*What to work on:*
Return the data below in full, exactly as it stands.

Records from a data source
use super::traits::*;
use super::demand::*;
use super::completion::*;
use super::error::*;
use super::lifecycle::*;

use log::{trace, warn};

use std::marker::PhantomData;
use std::sync::*;

///
/// A publisher that never sends any values, and optionally finishes straight away
///
pub struct Empty<Output, Failure> {
    complete_immediately: bool,

    phantom: PhantomData<fn() -> (Output, Failure)>
}

impl<Output, Failure> Empty<Output, Failure> {
    ///
    /// Creates an empty publisher. If `complete_immediately` is false, subscribers are never sent a completion.
    ///
    pub fn new(complete_immediately: bool) -> Empty<Output, Failure> {
        Empty {
            complete_immediately:   complete_immediately,
            phantom:                PhantomData
        }
    }
}

impl<Output, Failure> Clone for Empty<Output, Failure> {
    fn clone(&self) -> Self {
        Empty::new(self.complete_immediately)
    }
}

///
/// Creates a publisher that finishes as soon as something subscribes to it
///
pub fn empty<Output, Failure>() -> Empty<Output, Failure> {
    Empty::new(true)
}

impl<Output, Failure> Publisher for Empty<Output, Failure> {
    type Output     = Output;
    type Failure    = Failure;

    fn subscribe<S>(&self, subscriber: S)
    where S: 'static+Subscriber<Input=Output, Failure=Failure> {
        let subscription = Arc::new(InertSubscription::new("Empty"));

        if !subscription.lifecycle.activate() { return; }
        subscriber.receive_subscription(subscription.clone());

        if self.complete_immediately && subscription.lifecycle.terminate() {
            subscriber.receive_completion(Completion::Finished);
        }
    }
}

///
/// A subscription for a publisher that has no values to deliver: it only tracks whether or not it has been cancelled
///
pub (crate) struct InertSubscription {
    /// Name of the publisher, for logging
    name: &'static str,

    pub (crate) lifecycle: SubscriptionLifecycle
}

impl InertSubscription {
    pub (crate) fn new(name: &'static str) -> InertSubscription {
        InertSubscription {
            name:       name,
            lifecycle:  SubscriptionLifecycle::new()
        }
    }
}

impl Subscription for InertSubscription {
    fn request(&self, demand: Demand) -> Result<(), SubscriptionError> {
        if !self.lifecycle.is_terminated() && demand.is_none() {
            warn!("{}: zero demand requested", self.name);
            Err(SubscriptionError::ZeroDemand)
        } else {
            Ok(())
        }
    }

    fn cancel(&self) {
        if self.lifecycle.terminate() {
            trace!("{}: cancelled", self.name);
        }
    }
}
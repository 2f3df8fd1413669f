use super::traits::*;
use super::demand::*;
use super::completion::*;
use super::error::*;
use super::atomic_slot::*;

use log::{trace, warn};

use std::marker::PhantomData;
use std::sync::*;

///
/// A publisher that transforms every element produced by an upstream publisher
///
pub struct Map<Upstream, Output, TFn> {
    /// The publisher that elements are read from
    upstream: Upstream,

    /// The transformation to apply to each element
    transform: Arc<TFn>,

    output: PhantomData<fn() -> Output>
}

impl<Upstream, Output, TFn> Map<Upstream, Output, TFn>
where   Upstream:   Publisher,
        TFn:        'static+Send+Sync+Fn(Upstream::Output) -> Output {
    ///
    /// Creates a new map publisher
    ///
    pub fn new(upstream: Upstream, transform: TFn) -> Map<Upstream, Output, TFn> {
        Map {
            upstream:   upstream,
            transform:  Arc::new(transform),
            output:     PhantomData
        }
    }

    ///
    /// The publisher that this is reading from
    ///
    pub fn upstream(&self) -> &Upstream {
        &self.upstream
    }
}

impl<Upstream: Clone, Output, TFn> Clone for Map<Upstream, Output, TFn> {
    fn clone(&self) -> Self {
        Map {
            upstream:   self.upstream.clone(),
            transform:  Arc::clone(&self.transform),
            output:     PhantomData
        }
    }
}

impl<Upstream, Output, TFn> Publisher for Map<Upstream, Output, TFn>
where   Upstream:           Publisher,
        Upstream::Output:   'static,
        Upstream::Failure:  'static,
        Output:             'static,
        TFn:                'static+Send+Sync+Fn(Upstream::Output) -> Output {
    type Output     = Output;
    type Failure    = Upstream::Failure;

    fn subscribe<S>(&self, subscriber: S)
    where S: 'static+Subscriber<Input=Output, Failure=Upstream::Failure> {
        let bridge = Arc::new(MapSubscription {
            upstream:   AtomicSlot::empty(),
            downstream: AtomicSlot::with_value(Arc::new(subscriber)),
            transform:  Arc::clone(&self.transform),
            input:      PhantomData
        });

        self.upstream.subscribe(MapSubscriber { bridge });
    }
}

///
/// The bridge between the upstream publisher and the downstream subscriber
///
/// Downstream only ever sees this object as its subscription: it never gets to touch the upstream
/// subscription directly.
///
struct MapSubscription<Input, S, TFn> {
    /// The subscription from the upstream publisher, once it has arrived
    upstream: AtomicSlot<Arc<dyn Subscription>>,

    /// The subscriber that transformed elements are sent to
    downstream: AtomicSlot<Arc<S>>,

    /// The transformation to apply
    transform: Arc<TFn>,

    input: PhantomData<fn(Input)>
}

///
/// The face of the bridge that the upstream publisher sees
///
struct MapSubscriber<Input, S, TFn> {
    bridge: Arc<MapSubscription<Input, S, TFn>>
}

impl<Input, S, TFn> Subscription for MapSubscription<Input, S, TFn>
where   S:      Subscriber,
        TFn:    Send+Sync {
    fn request(&self, demand: Demand) -> Result<(), SubscriptionError> {
        // Demand is passed on exactly as requested
        match self.upstream.load() {
            Some(upstream)  => upstream.request(demand),
            None            => Ok(())
        }
    }

    fn cancel(&self) {
        let upstream = self.upstream.tear_down();
        self.downstream.tear_down();

        if let Some(upstream) = upstream {
            trace!("Map: cancelled");
            upstream.cancel();
        }
    }
}

impl<Input, S, TFn> Subscriber for MapSubscriber<Input, S, TFn>
where   Input:  'static,
        S:      'static+Subscriber,
        TFn:    'static+Send+Sync+Fn(Input) -> S::Input {
    type Input      = Input;
    type Failure    = S::Failure;

    fn receive_subscription(&self, subscription: Arc<dyn Subscription>) {
        match self.bridge.upstream.store_if_empty(subscription) {
            Ok(()) => {
                if let Some(downstream) = self.bridge.downstream.load() {
                    downstream.receive_subscription(self.bridge.clone());
                }
            }

            Err(duplicate) => {
                // Upstream is misbehaving: the downstream subscriber only ever gets one subscription
                warn!("Map: received more than one upstream subscription");
                duplicate.cancel();
            }
        }
    }

    fn receive(&self, input: Input) -> Demand {
        if self.bridge.upstream.load().is_none() {
            // Cancelled (or no subscription yet): the element is dropped
            if !self.bridge.upstream.is_torn_down() {
                warn!("Map: value received before the upstream subscription");
            }

            return Demand::none();
        }

        match self.bridge.downstream.load() {
            Some(downstream)    => downstream.receive((*self.bridge.transform)(input)),
            None                => Demand::none()
        }
    }

    fn receive_completion(&self, completion: Completion<S::Failure>) {
        // Tearing down the upstream subscription stops a racing cancel() from cancelling a finished publisher
        self.bridge.upstream.tear_down();

        if let Some(downstream) = self.bridge.downstream.tear_down() {
            downstream.receive_completion(completion);
        }
    }
}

*Reply to the exercise:*
use super::traits::*;
use super::demand::*;
use super::completion::*;
use super::error::*;
use super::lifecycle::*;

use log::{trace, warn};

use std::marker::PhantomData;
use std::sync::*;

///
/// A publisher that never sends any values, and optionally finishes straight away
///
pub struct Empty<Output, Failure> {
    complete_immediately: bool,

    phantom: PhantomData<fn() -> (Output, Failure)>
}

impl<Output, Failure> Empty<Output, Failure> {
    ///
    /// Creates an empty publisher. If `complete_immediately` is false, subscribers are never sent a completion.
    ///
    pub fn new(complete_immediately: bool) -> Empty<Output, Failure> {
        Empty {
            complete_immediately:   complete_immediately,
            phantom:                PhantomData
        }
    }
}

impl<Output, Failure> Clone for Empty<Output, Failure> {
    fn clone(&self) -> Self {
        Empty::new(self.complete_immediately)
    }
}

///
/// Creates a publisher that finishes as soon as something subscribes to it
///
pub fn empty<Output, Failure>() -> Empty<Output, Failure> {
    Empty::new(true)
}

impl<Output, Failure> Publisher for Empty<Output, Failure> {
    type Output     = Output;
    type Failure    = Failure;

    fn subscribe<S>(&self, subscriber: S)
    where S: 'static+Subscriber<Input=Output, Failure=Failure> {
        let subscription = Arc::new(InertSubscription::new("Empty"));

        if !subscription.lifecycle.activate() { return; }
        subscriber.receive_subscription(subscription.clone());

        if self.complete_immediately && subscription.lifecycle.terminate() {
            subscriber.receive_completion(Completion::Finished);
        }
    }
}

///
/// A subscription for a publisher that has no values to deliver: it only tracks whether or not it has been cancelled
///
pub (crate) struct InertSubscription {
    /// Name of the publisher, for logging
    name: &'static str,

    pub (crate) lifecycle: SubscriptionLifecycle
}

impl InertSubscription {
    pub (crate) fn new(name: &'static str) -> InertSubscription {
        InertSubscription {
            name:       name,
            lifecycle:  SubscriptionLifecycle::new()
        }
    }
}

impl Subscription for InertSubscription {
    fn request(&self, demand: Demand) -> Result<(), SubscriptionError> {
        if !self.lifecycle.is_terminated() && demand.is_none() {
            warn!("{}: zero demand requested", self.name);
            Err(SubscriptionError::ZeroDemand)
        } else {
            Ok(())
        }
    }

    fn cancel(&self) {
        if self.lifecycle.terminate() {
            trace!("{}: cancelled", self.name);
        }
    }
}
repository 2f3df8fd1413669f
use super::traits::*;
use super::demand::*;
use super::completion::*;
use super::error::*;
use super::atomic_slot::*;

use log::{trace, warn};

use std::marker::PhantomData;
use std::sync::*;

///
/// A publisher that transforms every element produced by an upstream publisher
///
pub struct Map<Upstream, Output, TFn> {
    /// The publisher that elements are read from
    upstream: Upstream,

    /// The transformation to apply to each element
    transform: Arc<TFn>,

    output: PhantomData<fn() -> Output>
}

impl<Upstream, Output, TFn> Map<Upstream, Output, TFn>
where   Upstream:   Publisher,
        TFn:        'static+Send+Sync+Fn(Upstream::Output) -> Output {
    ///
    /// Creates a new map publisher
    ///
    pub fn new(upstream: Upstream, transform: TFn) -> Map<Upstream, Output, TFn> {
        Map {
            upstream:   upstream,
            transform:  Arc::new(transform),
            output:     PhantomData
        }
    }

    ///
    /// The publisher that this is reading from
    ///
    pub fn upstream(&self) -> &Upstream {
        &self.upstream
    }
}

impl<Upstream: Clone, Output, TFn> Clone for Map<Upstream, Output, TFn> {
    fn clone(&self) -> Self {
        Map {
            upstream:   self.upstream.clone(),
            transform:  Arc::clone(&self.transform),
            output:     PhantomData
        }
    }
}

impl<Upstream, Output, TFn> Publisher for Map<Upstream, Output, TFn>
where   Upstream:           Publisher,
        Upstream::Output:   'static,
        Upstream::Failure:  'static,
        Output:             'static,
        TFn:                'static+Send+Sync+Fn(Upstream::Output) -> Output {
    type Output     = Output;
    type Failure    = Upstream::Failure;

    fn subscribe<S>(&self, subscriber: S)
    where S: 'static+Subscriber<Input=Output, Failure=Upstream::Failure> {
        let bridge = Arc::new(MapSubscription {
            upstream:   AtomicSlot::empty(),
            downstream: AtomicSlot::with_value(Arc::new(subscriber)),
            transform:  Arc::clone(&self.transform),
            input:      PhantomData
        });

        self.upstream.subscribe(MapSubscriber { bridge });
    }
}

///
/// The bridge between the upstream publisher and the downstream subscriber
///
/// Downstream only ever sees this object as its subscription: it never gets to touch the upstream
/// subscription directly.
///
struct MapSubscription<Input, S, TFn> {
    /// The subscription from the upstream publisher, once it has arrived
    upstream: AtomicSlot<Arc<dyn Subscription>>,

    /// The subscriber that transformed elements are sent to
    downstream: AtomicSlot<Arc<S>>,

    /// The transformation to apply
    transform: Arc<TFn>,

    input: PhantomData<fn(Input)>
}

///
/// The face of the bridge that the upstream publisher sees
///
struct MapSubscriber<Input, S, TFn> {
    bridge: Arc<MapSubscription<Input, S, TFn>>
}

impl<Input, S, TFn> Subscription for MapSubscription<Input, S, TFn>
where   S:      Subscriber,
        TFn:    Send+Sync {
    fn request(&self, demand: Demand) -> Result<(), SubscriptionError> {
        // Demand is passed on exactly as requested
        match self.upstream.load() {
            Some(upstream)  => upstream.request(demand),
            None            => Ok(())
        }
    }

    fn cancel(&self) {
        let upstream = self.upstream.tear_down();
        self.downstream.tear_down();

        if let Some(upstream) = upstream {
            trace!("Map: cancelled");
            upstream.cancel();
        }
    }
}

impl<Input, S, TFn> Subscriber for MapSubscriber<Input, S, TFn>
where   Input:  'static,
        S:      'static+Subscriber,
        TFn:    'static+Send+Sync+Fn(Input) -> S::Input {
    type Input      = Input;
    type Failure    = S::Failure;

    fn receive_subscription(&self, subscription: Arc<dyn Subscription>) {
        match self.bridge.upstream.store_if_empty(subscription) {
            Ok(()) => {
                if let Some(downstream) = self.bridge.downstream.load() {
                    downstream.receive_subscription(self.bridge.clone());
                }
            }

            Err(duplicate) => {
                // Upstream is misbehaving: the downstream subscriber only ever gets one subscription
                warn!("Map: received more than one upstream subscription");
                duplicate.cancel();
            }
        }
    }

    fn receive(&self, input: Input) -> Demand {
        if self.bridge.upstream.load().is_none() {
            // Cancelled (or no subscription yet): the element is dropped
            if !self.bridge.upstream.is_torn_down() {
                warn!("Map: value received before the upstream subscription");
            }

            return Demand::none();
        }

        match self.bridge.downstream.load() {
            Some(downstream)    => downstream.receive((*self.bridge.transform)(input)),
            None                => Demand::none()
        }
    }

    fn receive_completion(&self, completion: Completion<S::Failure>) {
        // Tearing down the upstream subscription stops a racing cancel() from cancelling a finished publisher
        self.bridge.upstream.tear_down();

        if let Some(downstream) = self.bridge.downstream.tear_down() {
            downstream.receive_completion(completion);
        }
    }
}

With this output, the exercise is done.